For many years Advanced Micro Devices (AMD), like Cyrix, had made 286, 386 and 486 CPUs that were directly derived from Intel’s designs. The K5 was the company’s first independently created x86 processor, and one for which AMD had held high hopes. In the event, however, it met with only limited success, more as a result of missing its window of opportunity than any particular problems with the processor itself.
However, its purchase of a California-based competitor in the spring of 1996 appears to have enabled AMD to prepare better for its next assault on Intel. The K6 began life as the Nx686, being renamed after the acquisition of NextGen. NexGen had been intending to market this chip in its own socket, but AMD changed the design to fit the standard Socket 7. The K6 range of MMX-compatible processors was launched in mid-1997, some weeks ahead of the Cyrix 6x86MX, and met with immediate critical acclaim.
Manufactured on a 0.35-micron five-layer-metal process, the K6 was almost 20% smaller than a Pentium Pro yet contained 3.3 million more transistors (8.8 million to 5.5 million). Most of these additional transistors resided in the chip’s 64KB Level 1 cache, consisting of 32KB of instruction cache and 32KB of writeback dual-ported cache. This was four times as much as the Pentium Pro and twice as much as the Pentium MMX and Pentium II.
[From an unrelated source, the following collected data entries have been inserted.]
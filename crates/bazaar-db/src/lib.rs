pub mod migrations;
pub mod models;
pub mod queries;

use anyhow::Result;
use chrono::{DateTime, SecondsFormat, Utc};
use rusqlite::Connection;
use std::path::Path;
use std::sync::Mutex;
use tracing::info;

pub struct Database {
    conn: Mutex<Connection>,
}

impl Database {
    pub fn open(path: &Path) -> Result<Self> {
        let conn = Connection::open(path)?;

        // WAL mode for concurrent reads
        conn.pragma_update(None, "journal_mode", "WAL")?;
        conn.pragma_update(None, "foreign_keys", "ON")?;

        migrations::run(&conn)?;

        info!("Database opened at {}", path.display());
        Ok(Self {
            conn: Mutex::new(conn),
        })
    }

    /// In-memory database for tests.
    pub fn open_in_memory() -> Result<Self> {
        let conn = Connection::open_in_memory()?;
        conn.pragma_update(None, "foreign_keys", "ON")?;
        migrations::run(&conn)?;
        Ok(Self {
            conn: Mutex::new(conn),
        })
    }

    pub fn with_conn<F, T>(&self, f: F) -> Result<T>
    where
        F: FnOnce(&Connection) -> Result<T>,
    {
        let conn = self.conn.lock().map_err(|e| anyhow::anyhow!("DB lock poisoned: {}", e))?;
        f(&conn)
    }

    /// Run `f` inside one transaction: commit on Ok, roll back on Err.
    /// Composite state transitions (refresh-token rotation) go through here
    /// so concurrent callers cannot observe a half-applied step.
    pub fn with_tx<F, T>(&self, f: F) -> Result<T>
    where
        F: FnOnce(&Connection) -> Result<T>,
    {
        let conn = self.conn.lock().map_err(|e| anyhow::anyhow!("DB lock poisoned: {}", e))?;
        let tx = conn.unchecked_transaction()?;
        let out = f(&tx)?;
        tx.commit()?;
        Ok(out)
    }
}

/// Canonical storage form for timestamps written from Rust: RFC 3339 UTC
/// with whole seconds, so lexicographic comparison matches time order.
pub fn format_ts(ts: DateTime<Utc>) -> String {
    ts.to_rfc3339_opts(SecondsFormat::Secs, true)
}

/// Parse a stored timestamp. Columns filled by SQLite's `datetime('now')`
/// default use "YYYY-MM-DD HH:MM:SS" without a timezone; treat those as UTC.
pub fn parse_ts(raw: &str) -> Result<DateTime<Utc>> {
    raw.parse::<DateTime<Utc>>()
        .or_else(|_| {
            chrono::NaiveDateTime::parse_from_str(raw, "%Y-%m-%d %H:%M:%S").map(|ndt| ndt.and_utc())
        })
        .map_err(|e| anyhow::anyhow!("Corrupt timestamp '{}': {}", raw, e))
}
The K6 supported Intel’s MMX Technology, including 57 new x86 instructions designed to enhance and accelerate multimedia software. Like the Pentium Pro, the K6 owed a great deal to classic Reduced Instruction Set Computer (RISC) designs. Using AMD’s RISC86 superscalar microarchitecture, the chip decoded each x86 instruction into a series of simpler operations that could then be processed using typical RISC principles – such as out-of-order execution, register renaming, branch prediction, data forwarding and speculative execution.
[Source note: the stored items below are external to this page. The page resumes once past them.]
use chrono::Utc;
use uuid::Uuid;

use bazaar_db::models::{ChatMemberRow, DeviceRow};
use bazaar_db::{Database, format_ts, parse_ts};
use bazaar_types::models::{ChatMembership, ChatRole, Device};

use crate::error::AuthError;

/// Tracks devices, their refresh-token bindings, and chat memberships.
/// Stateless: every operation takes the storage handle explicitly.
#[derive(Debug, Default, Clone)]
pub struct SessionRegistry;

impl SessionRegistry {
    /// Upsert on (user, fingerprint): a known device only refreshes
    /// last_seen, a new one starts untrusted.
    pub fn register_device(
        &self,
        db: &Database,
        user_id: &str,
        fingerprint: &str,
    ) -> Result<Device, AuthError> {
        let row = db
            .upsert_device(
                &Uuid::new_v4().to_string(),
                user_id,
                fingerprint,
                &format_ts(Utc::now()),
            )
            .map_err(AuthError::Internal)?;
        device_from_row(row)
    }

    pub fn touch_device(&self, db: &Database, device_id: &str) -> Result<(), AuthError> {
        db.touch_device(device_id, &format_ts(Utc::now()))
            .map_err(AuthError::Internal)
    }

    /// Revocation cascades: every active refresh token bound to the
    /// device dies. Returns how many were revoked.
    pub fn revoke_device(&self, db: &Database, device_id: &str) -> Result<usize, AuthError> {
        db.revoke_refresh_tokens_for_device(device_id)
            .map_err(AuthError::Internal)
    }

    pub fn revoke_user(&self, db: &Database, user_id: &str) -> Result<usize, AuthError> {
        db.revoke_refresh_tokens_for_user(user_id)
            .map_err(AuthError::Internal)
    }

    /// Update role and joined_at if the (chat, user) row exists, insert
    /// otherwise.
    pub fn upsert_membership(
        &self,
        db: &Database,
        chat_id: &str,
        user_id: &str,
        role: ChatRole,
    ) -> Result<(), AuthError> {
        db.upsert_chat_member(chat_id, user_id, role.as_str(), &format_ts(Utc::now()))
            .map_err(AuthError::Internal)
    }

    pub fn membership(
        &self,
        db: &Database,
        chat_id: &str,
        user_id: &str,
    ) -> Result<Option<ChatMembership>, AuthError> {
        match db
            .get_chat_member(chat_id, user_id)
            .map_err(AuthError::Internal)?
        {
            Some(row) => Ok(Some(membership_from_row(row)?)),
            None => Ok(None),
        }
    }
}

fn device_from_row(row: DeviceRow) -> Result<Device, AuthError> {
    Ok(Device {
        id: parse_uuid("device id", &row.id)?,
        user_id: parse_uuid("device user id", &row.user_id)?,
        fingerprint: row.fingerprint,
        trusted: row.trusted,
        last_seen: parse_ts(&row.last_seen).map_err(AuthError::Internal)?,
        created_at: parse_ts(&row.created_at).map_err(AuthError::Internal)?,
    })
}

fn membership_from_row(row: ChatMemberRow) -> Result<ChatMembership, AuthError> {
    let role = ChatRole::parse(&row.role).ok_or_else(|| {
        AuthError::Internal(anyhow::anyhow!("Corrupt chat role in storage: {}", row.role))
    })?;
    Ok(ChatMembership {
        chat_id: parse_uuid("chat id", &row.chat_id)?,
        user_id: parse_uuid("member user id", &row.user_id)?,
        role,
        joined_at: parse_ts(&row.joined_at).map_err(AuthError::Internal)?,
    })
}

pub(crate) fn parse_uuid(what: &str, raw: &str) -> Result<Uuid, AuthError> {
    raw.parse()
        .map_err(|_| AuthError::Internal(anyhow::anyhow!("Corrupt {} in storage: {}", what, raw)))
}

#[cfg(test)]
mod tests {
    use super::*;

    const U1: &str = "6a1f0b52-0000-4000-8000-000000000001";
    const U2: &str = "6a1f0b52-0000-4000-8000-000000000002";
    const CHAT: &str = "6a1f0b52-0000-4000-8000-00000000c4a7";

    fn seeded_db() -> Database {
        let db = Database::open_in_memory().unwrap();
        db.create_user(U1, "+1555", None, None, "client").unwrap();
        db.create_user(U2, "+1666", None, None, "client").unwrap();
        db
    }

    #[test]
    fn repeated_registration_reuses_the_device_row() {
        let sessions = SessionRegistry;
        let db = seeded_db();

        let first = sessions.register_device(&db, U1, "fp-alpha").unwrap();
        assert!(!first.trusted);

        let again = sessions.register_device(&db, U1, "fp-alpha").unwrap();
        assert_eq!(again.id, first.id);
        assert!(again.last_seen >= first.last_seen);
    }

    #[test]
    fn revoking_a_user_kills_every_bound_token() {
        let sessions = SessionRegistry;
        let db = seeded_db();

        let device = sessions.register_device(&db, U1, "fp").unwrap();
        let device_id = device.id.to_string();
        db.insert_refresh_token("t1", U1, &device_id, "h1", "2030-01-01T00:00:00Z").unwrap();
        db.insert_refresh_token("t2", U1, &device_id, "h2", "2030-01-01T00:00:00Z").unwrap();

        assert_eq!(sessions.revoke_user(&db, U1).unwrap(), 2);
        assert_eq!(
            db.get_refresh_token_by_hash("h1").unwrap().unwrap().status,
            "revoked"
        );
        // Second pass finds nothing active.
        assert_eq!(sessions.revoke_user(&db, U1).unwrap(), 0);
    }

    #[test]
    fn membership_upsert_changes_role_in_place() {
        let sessions = SessionRegistry;
        let db = seeded_db();

        sessions.upsert_membership(&db, CHAT, U1, ChatRole::Member).unwrap();
        sessions.upsert_membership(&db, CHAT, U1, ChatRole::Owner).unwrap();

        let membership = sessions.membership(&db, CHAT, U1).unwrap().unwrap();
        assert_eq!(membership.role, ChatRole::Owner);

        assert!(sessions.membership(&db, CHAT, U2).unwrap().is_none());
    }
}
The K6 was launched in 166MHz, 200MHz and 233MHz versions. Its level of performance was very similar to a similarly clocked Pentium Pro with its maximum 512KB Level 2 cache. In common with Cyrix’s MX chip – but to a somewhat lesser extent – floating-point performance was an area of relative weakness compared with Intel’s Pentium Pro and Pentium II processors. However, the processor’s penetration of the marketplace in late 1997/early 1998 was hampered by problems AMD had in migrating its new 0.25-micron manufacturing process from its development labs to its manufacturing plant. As well as causing a shortage of 200MHz and 233MHz parts, this also delayed the introduction of 266MHz chip and the cancellation of the 300MHz chip.